Analysts drop Arena Pharma stock price targets as drugmaker withdraws Belviq application in EU

Analysts are lowering their price targets for shares of Arena Pharmaceuticals Inc. after the drug developer said Thursday that it was withdrawing its application for approval of the weight loss drug Belviq in Europe.

The San Diego company also said, when it reported first-quarter results. that the company is still waiting for a U.S. decision on the status of the drug.

The Food and Drug Administration approved Belviq last June, but it has yet to hit the market. The Drug Enforcement Administration is proposing that Belviq be classified as a Schedule IV controlled substance, which means it has a relatively low potential for abuse. Arena and its partner Eisai Co. can't start marketing Belviq until that classification is approved.

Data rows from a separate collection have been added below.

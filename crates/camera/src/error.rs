//! Camera error types

use contracts::{ContractError, ErrorClass};
use thiserror::Error;

/// Camera specific error
#[derive(Debug, Error)]
pub enum CameraError {
    /// Device could not be opened or configured
    #[error("failed to initialize camera '{camera}': {message}")]
    InitFailed { camera: String, message: String },

    /// A single read failed
    #[error("capture failed on camera '{camera}': {message}")]
    CaptureFailed { camera: String, message: String },

    /// Read succeeded but the buffer has the wrong shape
    #[error("malformed frame from camera '{camera}': expected {expected} bytes, got {actual}")]
    MalformedFrame {
        camera: String,
        expected: usize,
        actual: usize,
    },

    /// OS refused access to the device
    #[error("permission denied opening '{device}'")]
    PermissionDenied { device: String },

    /// No camera id matches
    #[error("unknown camera '{0}'")]
    UnknownCamera(String),

    /// Discovery exhausted every source
    #[error("no camera available (hardware, external and simulated sources exhausted)")]
    NoCameraAvailable,

    /// Recovery gave up
    #[error("camera '{camera}' permanently failed after {attempts} recovery attempts")]
    PermanentlyFailed { camera: String, attempts: u32 },

    /// Wrapped ContractError
    #[error(transparent)]
    Contract(#[from] ContractError),
}

impl CameraError {
    pub fn init_failed(camera: impl Into<String>, message: impl Into<String>) -> Self {
        Self::InitFailed {
            camera: camera.into(),
            message: message.into(),
        }
    }

    pub fn capture_failed(camera: impl Into<String>, message: impl Into<String>) -> Self {
        Self::CaptureFailed {
            camera: camera.into(),
            message: message.into(),
        }
    }

    /// Handling class of this error
    pub fn class(&self) -> ErrorClass {
        match self {
            Self::CaptureFailed { .. } | Self::MalformedFrame { .. } => ErrorClass::Recoverable,
            Self::InitFailed { .. } => ErrorClass::Recoverable,
            Self::PermissionDenied { .. }
            | Self::NoCameraAvailable
            | Self::PermanentlyFailed { .. } => ErrorClass::NonRecoverable,
            Self::UnknownCamera(_) | Self::Contract(_) => ErrorClass::Ignorable,
        }
    }
}

/// Result alias
pub type Result<T> = std::result::Result<T, CameraError>;
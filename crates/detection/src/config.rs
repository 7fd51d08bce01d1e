//! Pipeline configuration and metrics

use std::sync::atomic::{AtomicU64, Ordering};
use std::time::Duration;

use contracts::AgentConfig;

/// Shortest capture period; `tokio::time::interval` rejects a zero period
pub const MIN_FRAME_INTERVAL: Duration = Duration::from_millis(1);

#[derive(Debug, Clone)]
pub struct PipelineConfig {
    /// Capture cycles per second
    pub fps: f64,

    /// Capture -> processing queue capacity
    pub queue_capacity: usize,

    pub confidence_threshold: f32,

    /// Empty = every class
    pub target_classes: Vec<String>,

    /// Per-class alert cooldown (seconds)
    pub cooldown_seconds: f64,
}

impl Default for PipelineConfig {
    fn default() -> Self {
        Self::from(&AgentConfig::default())
    }
}

impl From<&AgentConfig> for PipelineConfig {
    fn from(config: &AgentConfig) -> Self {
        Self {
            fps: config.camera.fps,
            queue_capacity: config.detection.queue_capacity.max(1),
            confidence_threshold: config.detection.confidence_threshold,
            target_classes: config.detection.target_classes.clone(),
            cooldown_seconds: config.alerts.cooldown_seconds,
        }
    }
}

impl PipelineConfig {
    /// Period of the capture loop; non-positive fps falls back to 1 Hz and
    /// very high rates are capped at [`MIN_FRAME_INTERVAL`]
    pub fn frame_interval(&self) -> Duration {
        if self.fps.is_finite() && self.fps > 0.0 {
            Duration::from_secs_f64(1.0 / self.fps).max(MIN_FRAME_INTERVAL)
        } else {
            Duration::from_secs(1)
        }
    }
}

/// Pipeline counters
#[derive(Debug, Default)]
pub struct PipelineMetrics {
    pub frames_captured: AtomicU64,

    /// Dropped on work queue overflow or because they were malformed
    pub frames_dropped: AtomicU64,

    pub frames_processed: AtomicU64,

    pub detector_failures: AtomicU64,

    /// Detections removed by the cooldown
    pub detections_suppressed: AtomicU64,

    pub events_emitted: AtomicU64,

    /// Events lost because the event channel was full
    pub events_dropped: AtomicU64,

    /// Capture cycles that produced no frame
    pub empty_cycles: AtomicU64,
}

impl PipelineMetrics {
    pub fn new() -> Self {
        Self::default()
    }

    pub(crate) fn incr(counter: &AtomicU64) {
        Self::add(counter, 1);
    }

    pub(crate) fn add(counter: &AtomicU64, n: u64) {
        counter.fetch_add(n, Ordering::Relaxed);
    }

    pub fn snapshot(&self) -> PipelineMetricsSnapshot {
        PipelineMetricsSnapshot {
            frames_captured: self.frames_captured.load(Ordering::Relaxed),
            frames_dropped: self.frames_dropped.load(Ordering::Relaxed),
            frames_processed: self.frames_processed.load(Ordering::Relaxed),
            detector_failures: self.detector_failures.load(Ordering::Relaxed),
            detections_suppressed: self.detections_suppressed.load(Ordering::Relaxed),
            events_emitted: self.events_emitted.load(Ordering::Relaxed),
            events_dropped: self.events_dropped.load(Ordering::Relaxed),
            empty_cycles: self.empty_cycles.load(Ordering::Relaxed),
        }
    }
}

#[derive(Debug, Clone, Default, PartialEq, Eq)]
pub struct PipelineMetricsSnapshot {
    pub frames_captured: u64,
    pub frames_dropped: u64,
    pub frames_processed: u64,
    pub detector_failures: u64,
    pub detections_suppressed: u64,
    pub events_emitted: u64,
    pub events_dropped: u64,
    pub empty_cycles: u64,
}
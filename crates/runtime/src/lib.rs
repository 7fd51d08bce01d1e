//! # Runtime
//!
//! Service lifecycle for the edge agent.
//!
//! [`ServiceRuntime`] wires the camera supervisor, detection pipeline, event
//! sink and dashboard client under one cancellation token, and tears them
//! down in order on stop.

pub mod components;
pub mod error;
pub mod service;
pub mod stats;

pub use components::RuntimeComponents;
pub use error::{Result, RuntimeError};
pub use service::{shutdown_signal, ServiceRuntime, ServiceState};
pub use stats::RuntimeStats;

It's not clear when that will happen.

Belviq, or lorcaserin, is designed to stimulate serotonin receptors in the brain linked with feelings of satiety, leading patients to feel full. It was one of two new prescription weight loss drugs approved by the FDA last year, along with Vivus treatment Qsyimia. That drug went on sale in September.

For Europe, Arena said it is evaluating the best way to submit its application again at a later date. That application withdrawal is the main reason Credit Suisse analyst Lee Kalowski lowered his target price on the stock by a dollar to $5.

"We had viewed a rejection as a distinct possibility," Kalowski said in a Friday morning research note, adding, though, that the announcement coinciding with first-quarter earnings was a little surprising.

Jefferies analyst Thomas Wei said in a separate note he removed Belviq sales outside the United States from his statistical models for future company performance. That led him to lower his price target on the stock to $12 from $14.

Even so, Wei said Arena's decision in Europe was not material to his thesis on the company because he expects the biggest market opportunity for Belviq to be in the United States.

Arena also said Thursday its first-quarter loss narrowed to $18.9 million, or 9 cents per share on $2.37 million in revenue.

The company's stock sank about 15 percent, or $1.25, to $7.15 Friday morning before markets opened.